Seth Rogen recently appeared on “Late Night with Stephen Colbert” to regale viewers with the tale of the time Paul Ryan wanted a photo with him. Paul Ryan, the (soon-to-be-former) leader of a party that chastises coastal elites and Hollywood liberals more often than Donald Trump grabs pussies. And get this: Seth Rogen isn’t even American. He’s Canadian. Canadians are worse than American liberals with their socialized healthcare and handsome, articulate president.
And last but not least, if you are an orange-faced Oompa Loompa that tells black athletes they shouldn’t kneel to protest police brutality, you can’t be in your feelings when NFL and NBA teams don’t want to kick it with you and your weird hair at the White House.
Lest you think I am shading the right, I am not. There are plenty of sane people on the right, including some who happen to be gay, Asian, black, or Hispanic. They are people you don’t agree with who aren’t fundamentally batshit crazy or bigoted — who don’t think all Mexicans are rapists or that all gays are going to hell.
You can believe whatever you want. But you can’t have it both ways. You can’t get hard over freshly made guacamole and then act like Mexicans are vermin. You can’t hate gays and want to look like you were styled by one of the Queer Eye guys. And you can’t hate on black people and be angry they don’t want to meet you.

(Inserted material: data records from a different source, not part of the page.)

//! Ground reaction force estimation from joint torques.
//!
//! With the robot moving slowly relative to its control rate, the joint
//! torques of a leg balance gravity and the contact wrench at its sole:
//!
//! $$\tau = G(q) - J_c^T F$$
//!
//! so the wrench follows from $J_c^T F = G(q) - \tau$, solved leg by leg with
//! the leg's own columns of the sole Jacobian. A leg with fewer than six
//! joints cannot resist every wrench, and gets the smallest wrench that
//! explains its torques.

use std::ops::Range;

use nalgebra::{DMatrix, DVector, Matrix3, Vector3, Vector6};

use crate::{
    error::GrfError,
    foot::{Feet, Foot},
    kinematics::KinematicsFrame,
};

/// Current and previous contact wrench of each foot, in the world frame, as
/// `[fx, fy, fz, mx, my, mz]`.
#[derive(Debug, Clone, Copy, PartialEq, Default)]
#[cfg_attr(
    feature = "serde-serialize",
    derive(serde::Serialize, serde::Deserialize)
)]
pub struct GroundReactionForces {
    /// Wrenches from the most recent successful estimate.
    pub current: Feet<Vector6<f64>>,
    /// Wrenches from the estimate before that.
    pub previous: Feet<Vector6<f64>>,
}

impl GroundReactionForces {
    /// Vertical force on each foot.
    #[must_use]
    pub fn vertical(&self) -> Feet<f64> {
        self.current.map(|wrench| wrench.z)
    }

    /// Sum of both foot wrenches.
    #[must_use]
    pub fn net(&self) -> Vector6<f64> {
        self.current.left + self.current.right
    }

    fn push(&mut self, wrenches: Feet<Vector6<f64>>) {
        self.previous = self.current;
        self.current = wrenches;
    }
}

/// Quasi-static contact wrench estimator.
#[derive(Debug, Clone, PartialEq)]
pub struct GrfEstimator {
    legs: Feet<Range<usize>>,
    min_jacobian_conditioning: f64,
}

impl GrfEstimator {
    /// Creates an estimator for legs owning the joint index ranges `legs`.
    ///
    /// A leg Jacobian whose smallest to largest singular value ratio is below
    /// `min_jacobian_conditioning` is treated as singular.
    #[must_use]
    pub fn new(legs: Feet<Range<usize>>, min_jacobian_conditioning: f64) -> Self {
        Self {
            legs,
            min_jacobian_conditioning,
        }
    }

    /// Estimates both contact wrenches and pushes them into `forces`.
    ///
    /// `orientation` rotates base frame vectors into the world frame.
    ///
    /// # Errors
    ///
    /// Returns a [`GrfError`] when the torques are not finite or a leg is too
    /// close to a singular configuration. `forces` is left untouched in that
    /// case so the previous estimate stays in effect.
    pub fn estimate(
        &self,
        torque: &DVector<f64>,
        frame: &KinematicsFrame,
        orientation: &Matrix3<f64>,
        forces: &mut GroundReactionForces,
    ) -> Result<(), GrfError> {
        if !torque.iter().all(|t| t.is_finite()) {
            return Err(GrfError::NonFinite);
        }

        let mut wrenches = Feet::<Vector6<f64>>::default();
        for foot in Foot::ALL {
            let local = self.solve_leg(foot, torque, frame)?;
            let force = orientation * Vector3::new(local[0], local[1], local[2]);
            let moment = orientation * Vector3::new(local[3], local[4], local[5]);
            wrenches[foot] = Vector6::new(force.x, force.y, force.z, moment.x, moment.y, moment.z);
        }

        forces.push(wrenches);
        Ok(())
    }

    /// Contact wrench at the sole of `foot`, in the base frame.
    ///
    /// Legs with other than six joints go through the SVD pseudo-inverse.
    fn solve_leg(
        &self,
        foot: Foot,
        torque: &DVector<f64>,
        frame: &KinematicsFrame,
    ) -> Result<Vector6<f64>, GrfError> {
        let joints = self.legs[foot].clone();
        let n = joints.len();

        // J_leg^T, one row per leg joint
        let jacobian = &frame.feet[foot].jacobian;
        let jacobian_t = DMatrix::from_fn(n, 6, |row, col| jacobian[(col, joints.start + row)]);
        let rhs = frame.gravity_torque.rows(joints.start, n).into_owned()
            - torque.rows(joints.start, n);

        let singular_values = jacobian_t.singular_values();
        let largest = singular_values.max();
        let conditioning = if largest > 0.0 {
            singular_values.min() / largest
        } else {
            0.0
        };
        if conditioning.is_nan() || conditioning < self.min_jacobian_conditioning {
            return Err(GrfError::IllConditioned { foot, conditioning });
        }

        let solution = if n == 6 {
            jacobian_t.lu().solve(&rhs)
        } else {
            jacobian_t.svd(true, true).solve(&rhs, f64::EPSILON).ok()
        }
        .ok_or(GrfError::IllConditioned { foot, conditioning })?;

        Ok(Vector6::from_iterator(solution.iter().copied()))
    }
}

It’s become a culture war, and there are two sides. If you are going to mock and belittle people who believe in all that is farm-to-table, organic cotton, and Bloomingdales, you don’t get to partake in our shit. You also don’t get to complain about Roseanne being taken off the air when the president of ABC is a black woman, because fucking DUH. We don’t want to wear camo and go duck hunting (at least not unironically) or attend homophobic church services. Everyone knows liberals would rather go to brunch and drink mimosas on Sunday morning anyway. If you want to sit with us, you’re going to have to stop acting like a bigoted jackass.
 Not trying to shade Waffle Houses, but all I’m going to say is I went once and my stomach was never the same. Or maybe I should say my intestines.
 Roseanne’s comments are offensive to anyone with half a brain, but expecting a black woman to be okay with that is even more absurd.